Beast of the Earth (دابّة من الأرض) is an eschatological figure in Islam mentioned in . The verse states that, when the divine decree comes upon people, God will bring forth a creature from the earth that will speak to them regarding the lack of their certainty in the signs of God. No description is given in the Quran about the form, place, role, or origins of these creatures outside of this brief statement. The theology concerning them is heavily elaborated in later Islamic tradition, including in late hadith, tafsir, apocalyptic literature, and illustrated manuscripts.

== Etymology ==
The expression dābbat al-arḍ is composed of dābba and al-arḍ, meaning "the earth". The word dābba derives from the Arabic root d-b-b, with connotations of moving slowly, creeping, or walking quietly. In Arabic usage it can broadly describe any living creature that moves over the earth, including male and female animals, rational and non-rational beings, and in some Quranic contexts living creatures generally. The phrase dābbat al-arḍ also occurs in Quran 34:14 when discussing the creature that consumed the staff of Solomon.

== In the Quran ==
The expression dābbat al-arḍ occurs only once in the Quran, in Surah 27 (Al-Naml, or "The Ant"), Verse 82.

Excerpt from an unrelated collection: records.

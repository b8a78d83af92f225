//! CLI domain: parse, route, help, output, and presentation only.
//! No domain logic; a single route table dispatches to the snapshot provider and resolver.

mod help;
mod output;
mod parse;
mod presentation;
mod route;

pub use help::command_name;
pub use output::map_error;
pub use parse::{Cli, Commands, ConfigCommands};
pub use presentation::{
    format_outcome_json, format_outcome_table, format_outcome_text, format_settings,
};
pub use route::RunContext;
//! CLI parse: clap types for confq. No behavior; definitions only.

use clap::{Parser, Subcommand};
use std::path::PathBuf;

/// confq - query resources in a project configuration
#[derive(Parser)]
#[command(name = "confq")]
#[command(about = "Query accounts, networks, contracts, deployments and emulators in a project configuration")]
#[command(version)]
pub struct Cli {
    #[command(subcommand)]
    pub command: Commands,

    /// Workspace root directory
    #[arg(long, default_value = ".")]
    pub workspace: PathBuf,

    /// Settings file path (overrides default settings loading)
    #[arg(long)]
    pub config: Option<PathBuf>,

    /// Project configuration file (overrides project.file from settings)
    #[arg(short = 'f', long)]
    pub project: Option<PathBuf>,

    /// Enable verbose logging
    #[arg(long, default_value = "false")]
    pub verbose: bool,

    /// Disable logging entirely
    #[arg(long, short = 'q', conflicts_with = "verbose")]
    pub quiet: bool,

    /// Log level (trace, debug, info, warn, error, off)
    #[arg(long)]
    pub log_level: Option<String>,

    /// Log format (json, text)
    #[arg(long)]
    pub log_format: Option<String>,

    /// Log output (stderr, file, file+stderr)
    #[arg(long)]
    pub log_output: Option<String>,

    /// Log file path (if output includes "file")
    #[arg(long)]
    pub log_file: Option<PathBuf>,
}

#[derive(Subcommand)]
pub enum Commands {
    /// Inspect the project configuration
    Config {
        #[command(subcommand)]
        command: ConfigCommands,
    },
    /// Show effective confq settings
    Settings {
        /// Output format (toml or json)
        #[arg(long, default_value = "toml")]
        format: String,
    },
}

#[derive(Subcommand)]
pub enum ConfigCommands {
    /// View a list of resource entities in the configuration, or the properties of one entity
    #[command(after_help = "Examples:\n  confq config view account\n  confq config view account <accountname>\n  confq config view contract\n  confq config view contract <contractname>\n  confq config view deployment\n  confq config view deployment <networkname>\n  confq config view emulator\n  confq config view emulator <emulatorname>\n  confq config view network\n  confq config view network <networkname>")]
    View {
        /// Resource kind: account, network, contract, emulator, deployment
        kind: Option<String>,
        /// Resource name (network name for deployments)
        name: Option<String>,
        /// Output format (text, json or table); defaults to output.format from settings
        #[arg(long)]
        format: Option<String>,
    },
}
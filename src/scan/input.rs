use std::io::{self, Read};

/// Byte stream that always ends in `\n`, so every record, including the last one,
/// carries a line terminator.
pub struct NewlineTerminated<R> {
    inner: R,
    last: Option<u8>,
    done: bool,
}

impl<R: Read> NewlineTerminated<R> {
    pub fn new(inner: R) -> Self {
        Self {
            inner,
            last: None,
            done: false,
        }
    }
}

impl<R: Read> Read for NewlineTerminated<R> {
    fn read(&mut self, buf: &mut [u8]) -> io::Result<usize> {
        if self.done || buf.is_empty() {
            return Ok(0);
        }

        let n = self.inner.read(buf)?;
        if n > 0 {
            self.last = Some(buf[n - 1]);
            return Ok(n);
        }

        self.done = true;
        match self.last {
            Some(b) if b != b'\n' => {
                buf[0] = b'\n';
                Ok(1)
            }
            _ => Ok(0),
        }
    }
}
use csv::StringRecord;
use std::fmt;

/// One parsed row, numbered from 1 in file order.
#[derive(Debug, Clone, PartialEq, Eq)]
pub struct Record {
    pub line_number: u64,
    pub fields: Vec<String>,
}

impl Record {
    /// Copy the fields out of `record`. A `\r` left over from a CRLF line ending is
    /// dropped from the last field.
    pub fn from_csv(line_number: u64, record: &StringRecord) -> Self {
        let mut fields: Vec<String> = record.iter().map(str::to_string).collect();
        if let Some(last) = fields.last_mut() {
            if last.ends_with('\r') {
                last.pop();
            }
        }
        Self {
            line_number,
            fields,
        }
    }
}

/// A row whose "open" value is blank or `null`.
///
/// Renders as the diagnostic line written to stdout:
/// `Line 3 has an empty or invalid 'open' value: ["2020-01-02", "", ...]`
#[derive(Debug, Clone, PartialEq, Eq)]
pub struct Finding(pub Record);

impl fmt::Display for Finding {
    fn fmt(&self, f: &mut fmt::Formatter<'_>) -> fmt::Result {
        write!(
            f,
            "Line {} has an empty or invalid 'open' value: {:?}",
            self.0.line_number, self.0.fields
        )
    }
}

#[cfg(test)]
mod tests {
    use super::*;

    #[test]
    fn finding_renders_line_and_fields() {
        let rec = StringRecord::from(vec!["2020-01-02", "", "1.0", "0.5", "0.7", "0.7", "100"]);
        let finding = Finding(Record::from_csv(4, &rec));
        assert_eq!(
            finding.to_string(),
            r#"Line 4 has an empty or invalid 'open' value: ["2020-01-02", "", "1.0", "0.5", "0.7", "0.7", "100"]"#
        );
    }

    #[test]
    fn crlf_remainder_is_dropped_from_last_field() {
        let rec = StringRecord::from(vec!["a", "", "c", "d", "e", "f", "g\r"]);
        let record = Record::from_csv(2, &rec);
        assert_eq!(record.fields[6], "g");
        assert_eq!(record.fields.len(), 7);
    }

    #[test]
    fn quotes_inside_fields_are_escaped() {
        let rec = StringRecord::from(vec!["say \"hi\"", "null"]);
        let finding = Finding(Record::from_csv(1, &rec));
        assert_eq!(
            finding.to_string(),
            r#"Line 1 has an empty or invalid 'open' value: ["say \"hi\"", "null"]"#
        );
    }
}
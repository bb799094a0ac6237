// src/config.rs

use std::path::PathBuf;

/// Where the stock file lives when nothing else is configured.
pub const DEFAULT_CSV_PATH: &str = "./data/raw/stocks/BEP.csv";

#[derive(Debug, Clone, PartialEq, Eq)]
pub struct Config {
    /// File scanned by [`crate::run`].
    pub csv_path: PathBuf,
}

impl Config {
    pub fn new(csv_path: impl Into<PathBuf>) -> Self {
        Self {
            csv_path: csv_path.into(),
        }
    }
}

impl Default for Config {
    fn default() -> Self {
        Self::new(DEFAULT_CSV_PATH)
    }
}

#[cfg(test)]
mod tests {
    use super::*;

    #[test]
    fn default_points_at_bep() {
        assert_eq!(
            Config::default().csv_path,
            PathBuf::from("./data/raw/stocks/BEP.csv")
        );
    }

    #[test]
    fn new_accepts_any_path() {
        let cfg = Config::new("/tmp/other.csv");
        assert_eq!(cfg.csv_path, PathBuf::from("/tmp/other.csv"));
        assert_ne!(cfg, Config::default());
    }
}
// src/scan/mod.rs

pub mod input;
pub mod record;
pub mod rules;

use anyhow::{Context, Result};
use csv::{ReaderBuilder, StringRecord, Terminator};
use std::{
    fs::File,
    io::{self, Read, Write},
    path::Path,
};
use tracing::{debug, info};

use crate::config::Config;
use input::NewlineTerminated;
use record::{Finding, Record};
use rules::{open_value_missing, EXPECTED_FIELDS};

/// Counts gathered over one pass.
#[derive(Debug, Default, Clone, Copy, PartialEq, Eq)]
pub struct ScanSummary {
    /// Rows seen, blank lines included.
    pub records: u64,
    /// Rows with the expected width, i.e. the ones the "open" check ran on.
    pub checked: u64,
    /// Rows of any other width. A blank line is a row with no fields.
    pub skipped: u64,
    /// Diagnostics written.
    pub flagged: u64,
}

impl ScanSummary {
    fn add_blank_rows(&mut self, n: u64) {
        self.records += n;
        self.skipped += n;
    }
}

/// Stream comma-delimited rows from `input`, writing one diagnostic line to `out`
/// for each 7-field row whose "open" value is blank or `null`.
///
/// Every row gets the next line number, blank lines included, so numbers line up
/// with the file as long as no quoted field spans several lines. There is no header
/// handling: the first row is checked like any other.
pub fn scan_reader<R: Read, W: Write>(input: R, out: &mut W) -> Result<ScanSummary> {
    // `\n` only: `\r` then stays in the last field and a `\r\n` line is not skipped
    let mut rdr = ReaderBuilder::new()
        .has_headers(false)
        .flexible(true)
        .terminator(Terminator::Any(b'\n'))
        .from_reader(NewlineTerminated::new(input));

    let mut summary = ScanSummary::default();
    let mut record = StringRecord::new();
    // csv's newline count; starts at 1
    let mut line = rdr.position().line();

    loop {
        let more = rdr
            .read_record(&mut record)
            .with_context(|| format!("parsing record {}", summary.records + 1))?;
        let consumed = rdr.position().line().saturating_sub(line);
        line = rdr.position().line();

        if !more {
            // trailing blank lines
            summary.add_blank_rows(consumed);
            break;
        }

        // whatever the record itself does not account for was skipped blank lines
        summary.add_blank_rows(consumed.saturating_sub(lines_spanned(&record)));
        summary.records += 1;

        // counters only; the width gate itself lives in `open_value_missing`
        if record.len() == EXPECTED_FIELDS {
            summary.checked += 1;
        } else {
            summary.skipped += 1;
        }

        if open_value_missing(&record) {
            summary.flagged += 1;
            let finding = Finding(Record::from_csv(summary.records, &record));
            writeln!(out, "{}", finding).context("writing diagnostic")?;
        }
    }

    Ok(summary)
}

/// Physical lines a record occupies: its terminator plus any newlines inside quoted fields.
fn lines_spanned(record: &StringRecord) -> u64 {
    1 + record
        .iter()
        .map(|field| field.bytes().filter(|&b| b == b'\n').count() as u64)
        .sum::<u64>()
}

/// Open `path` and scan it. The handle is dropped on every exit path.
pub fn scan_file<W: Write>(path: &Path, out: &mut W) -> Result<ScanSummary> {
    let file = File::open(path).with_context(|| format!("opening {}", path.display()))?;
    debug!(path = %path.display(), "opened");
    scan_reader(file, out).with_context(|| format!("scanning {}", path.display()))
}

/// Scan the configured file, printing diagnostics to stdout.
pub fn run(config: &Config) -> Result<ScanSummary> {
    info!(path = %config.csv_path.display(), "scanning for missing open values");

    let stdout = io::stdout();
    let mut out = stdout.lock();
    let summary = scan_file(&config.csv_path, &mut out)?;
    out.flush().context("flushing stdout")?;

    info!(
        records = summary.records,
        checked = summary.checked,
        skipped = summary.skipped,
        flagged = summary.flagged,
        "scan complete"
    );
    Ok(summary)
}
// src/lib.rs

pub mod config;
pub mod scan;

pub use config::Config;
pub use scan::{run, scan_file, scan_reader, ScanSummary};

And when the Word is fulfilled against them, we shall produce from the earth a beast to them: She will speak to them, for that mankind did not believe with assurance in Our Signs.
— Quran 27:82

The noun dābba derives from a root meaning to move slowly or creep, and in Arabic can refer broadly to a living creature that moves upon the earth.

Classical and modern interpreters have generally understood the verse eschatologically because it appears in a passage concerning the fulfillment of divine judgment and the gathering of peoples.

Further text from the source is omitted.